• Task inputs
- - - - -

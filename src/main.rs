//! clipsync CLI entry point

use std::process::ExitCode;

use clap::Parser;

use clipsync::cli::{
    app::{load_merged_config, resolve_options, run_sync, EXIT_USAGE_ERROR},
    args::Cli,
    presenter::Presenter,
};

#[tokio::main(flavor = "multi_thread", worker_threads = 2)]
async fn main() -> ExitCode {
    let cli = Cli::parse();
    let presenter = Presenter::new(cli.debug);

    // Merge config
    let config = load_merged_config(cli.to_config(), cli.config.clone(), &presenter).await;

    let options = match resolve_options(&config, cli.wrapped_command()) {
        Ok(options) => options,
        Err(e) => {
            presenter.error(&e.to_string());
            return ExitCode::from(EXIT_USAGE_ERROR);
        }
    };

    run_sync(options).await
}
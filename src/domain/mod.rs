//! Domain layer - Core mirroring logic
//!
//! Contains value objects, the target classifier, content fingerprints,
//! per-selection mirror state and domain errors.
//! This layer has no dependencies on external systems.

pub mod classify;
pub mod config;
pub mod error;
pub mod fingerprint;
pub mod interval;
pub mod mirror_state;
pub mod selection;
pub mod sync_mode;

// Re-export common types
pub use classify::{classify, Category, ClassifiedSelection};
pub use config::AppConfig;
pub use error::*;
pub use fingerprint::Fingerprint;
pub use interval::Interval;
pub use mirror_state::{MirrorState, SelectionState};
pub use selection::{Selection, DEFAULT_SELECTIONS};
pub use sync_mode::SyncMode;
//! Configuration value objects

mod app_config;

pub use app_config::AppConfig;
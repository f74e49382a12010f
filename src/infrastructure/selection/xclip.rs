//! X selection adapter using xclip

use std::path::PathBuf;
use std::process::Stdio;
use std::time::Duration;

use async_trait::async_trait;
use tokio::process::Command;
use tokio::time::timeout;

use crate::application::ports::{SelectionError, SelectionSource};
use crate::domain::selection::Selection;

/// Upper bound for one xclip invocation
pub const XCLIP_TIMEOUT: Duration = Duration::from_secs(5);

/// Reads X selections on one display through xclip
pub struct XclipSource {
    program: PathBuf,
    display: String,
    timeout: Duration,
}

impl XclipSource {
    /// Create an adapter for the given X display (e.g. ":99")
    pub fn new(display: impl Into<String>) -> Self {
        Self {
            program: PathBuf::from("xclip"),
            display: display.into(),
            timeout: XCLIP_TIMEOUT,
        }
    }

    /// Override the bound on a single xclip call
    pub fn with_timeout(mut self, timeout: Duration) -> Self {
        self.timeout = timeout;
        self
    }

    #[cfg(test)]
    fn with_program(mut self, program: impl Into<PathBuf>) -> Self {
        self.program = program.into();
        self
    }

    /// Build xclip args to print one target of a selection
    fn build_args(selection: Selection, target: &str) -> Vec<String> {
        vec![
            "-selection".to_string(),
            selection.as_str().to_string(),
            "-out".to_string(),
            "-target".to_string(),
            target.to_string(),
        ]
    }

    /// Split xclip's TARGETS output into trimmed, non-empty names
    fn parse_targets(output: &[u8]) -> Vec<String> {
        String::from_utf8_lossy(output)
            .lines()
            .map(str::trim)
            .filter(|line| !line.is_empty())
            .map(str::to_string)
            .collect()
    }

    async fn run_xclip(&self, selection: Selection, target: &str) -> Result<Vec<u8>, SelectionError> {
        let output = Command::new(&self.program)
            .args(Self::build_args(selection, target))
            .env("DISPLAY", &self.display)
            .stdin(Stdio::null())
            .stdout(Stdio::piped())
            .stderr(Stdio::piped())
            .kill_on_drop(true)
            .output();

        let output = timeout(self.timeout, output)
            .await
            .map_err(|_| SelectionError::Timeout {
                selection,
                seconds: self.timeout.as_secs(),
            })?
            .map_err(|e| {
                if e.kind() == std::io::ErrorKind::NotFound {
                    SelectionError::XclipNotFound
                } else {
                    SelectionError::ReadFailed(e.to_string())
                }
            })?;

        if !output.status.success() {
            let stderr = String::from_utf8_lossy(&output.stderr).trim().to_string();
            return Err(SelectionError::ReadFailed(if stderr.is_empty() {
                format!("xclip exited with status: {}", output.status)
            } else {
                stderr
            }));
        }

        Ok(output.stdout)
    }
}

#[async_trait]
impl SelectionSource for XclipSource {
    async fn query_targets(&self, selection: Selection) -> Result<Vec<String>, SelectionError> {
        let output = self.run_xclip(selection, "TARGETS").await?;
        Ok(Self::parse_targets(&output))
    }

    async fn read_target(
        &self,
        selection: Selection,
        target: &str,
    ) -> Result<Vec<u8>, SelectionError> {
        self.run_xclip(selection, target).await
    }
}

- - - - -

• The task
The records above are to be set down again exactly as written.

• Reply to the exercise
filename src/main.rs
//! clipsync CLI entry point

use std::process::ExitCode;

use clap::Parser;

use clipsync::cli::{
    app::{load_merged_config, resolve_options, run_sync, EXIT_USAGE_ERROR},
    args::Cli,
    presenter::Presenter,
};

#[tokio::main(flavor = "multi_thread", worker_threads = 2)]
async fn main() -> ExitCode {
    let cli = Cli::parse();
    let presenter = Presenter::new(cli.debug);

    // Merge config
    let config = load_merged_config(cli.to_config(), cli.config.clone(), &presenter).await;

    let options = match resolve_options(&config, cli.wrapped_command()) {
        Ok(options) => options,
        Err(e) => {
            presenter.error(&e.to_string());
            return ExitCode::from(EXIT_USAGE_ERROR);
        }
    };

    run_sync(options).await
}
filename src/domain/mod.rs
//! Domain layer - Core mirroring logic
//!
//! Contains value objects, the target classifier, content fingerprints,
//! per-selection mirror state and domain errors.
//! This layer has no dependencies on external systems.

pub mod classify;
pub mod config;
pub mod error;
pub mod fingerprint;
pub mod interval;
pub mod mirror_state;
pub mod selection;
pub mod sync_mode;

// Re-export common types
pub use classify::{classify, Category, ClassifiedSelection};
pub use config::AppConfig;
pub use error::*;
pub use fingerprint::Fingerprint;
pub use interval::Interval;
pub use mirror_state::{MirrorState, SelectionState};
pub use selection::{Selection, DEFAULT_SELECTIONS};
pub use sync_mode::SyncMode;
//! Configuration value objects

mod app_config;

pub use app_config::AppConfig;
repository f74e49382a12010f
filename src/infrastructure/selection/xclip.rs
//! X selection adapter using xclip

use std::path::PathBuf;
use std::process::Stdio;
use std::time::Duration;

use async_trait::async_trait;
use tokio::process::Command;
use tokio::time::timeout;

use crate::application::ports::{SelectionError, SelectionSource};
use crate::domain::selection::Selection;

/// Upper bound for one xclip invocation
pub const XCLIP_TIMEOUT: Duration = Duration::from_secs(5);

/// Reads X selections on one display through xclip
pub struct XclipSource {
    program: PathBuf,
    display: String,
    timeout: Duration,
}

impl XclipSource {
    /// Create an adapter for the given X display (e.g. ":99")
    pub fn new(display: impl Into<String>) -> Self {
        Self {
            program: PathBuf::from("xclip"),
            display: display.into(),
            timeout: XCLIP_TIMEOUT,
        }
    }

    /// Override the bound on a single xclip call
    pub fn with_timeout(mut self, timeout: Duration) -> Self {
        self.timeout = timeout;
        self
    }

    #[cfg(test)]
    fn with_program(mut self, program: impl Into<PathBuf>) -> Self {
        self.program = program.into();
        self
    }

    /// Build xclip args to print one target of a selection
    fn build_args(selection: Selection, target: &str) -> Vec<String> {
        vec![
            "-selection".to_string(),
            selection.as_str().to_string(),
            "-out".to_string(),
            "-target".to_string(),
            target.to_string(),
        ]
    }

    /// Split xclip's TARGETS output into trimmed, non-empty names
    fn parse_targets(output: &[u8]) -> Vec<String> {
        String::from_utf8_lossy(output)
            .lines()
            .map(str::trim)
            .filter(|line| !line.is_empty())
            .map(str::to_string)
            .collect()
    }

    async fn run_xclip(&self, selection: Selection, target: &str) -> Result<Vec<u8>, SelectionError> {
        let output = Command::new(&self.program)
            .args(Self::build_args(selection, target))
            .env("DISPLAY", &self.display)
            .stdin(Stdio::null())
            .stdout(Stdio::piped())
            .stderr(Stdio::piped())
            .kill_on_drop(true)
            .output();

        let output = timeout(self.timeout, output)
            .await
            .map_err(|_| SelectionError::Timeout {
                selection,
                seconds: self.timeout.as_secs(),
            })?
            .map_err(|e| {
                if e.kind() == std::io::ErrorKind::NotFound {
                    SelectionError::XclipNotFound
                } else {
                    SelectionError::ReadFailed(e.to_string())
                }
            })?;

        if !output.status.success() {
            let stderr = String::from_utf8_lossy(&output.stderr).trim().to_string();
            return Err(SelectionError::ReadFailed(if stderr.is_empty() {
                format!("xclip exited with status: {}", output.status)
            } else {
                stderr
            }));
        }

        Ok(output.stdout)
    }
}

#[async_trait]
impl SelectionSource for XclipSource {
    async fn query_targets(&self, selection: Selection) -> Result<Vec<String>, SelectionError> {
        let output = self.run_xclip(selection, "TARGETS").await?;
        Ok(Self::parse_targets(&output))
    }

    async fn read_target(
        &self,
        selection: Selection,
        target: &str,
    ) -> Result<Vec<u8>, SelectionError> {
        self.run_xclip(selection, target).await
    }
}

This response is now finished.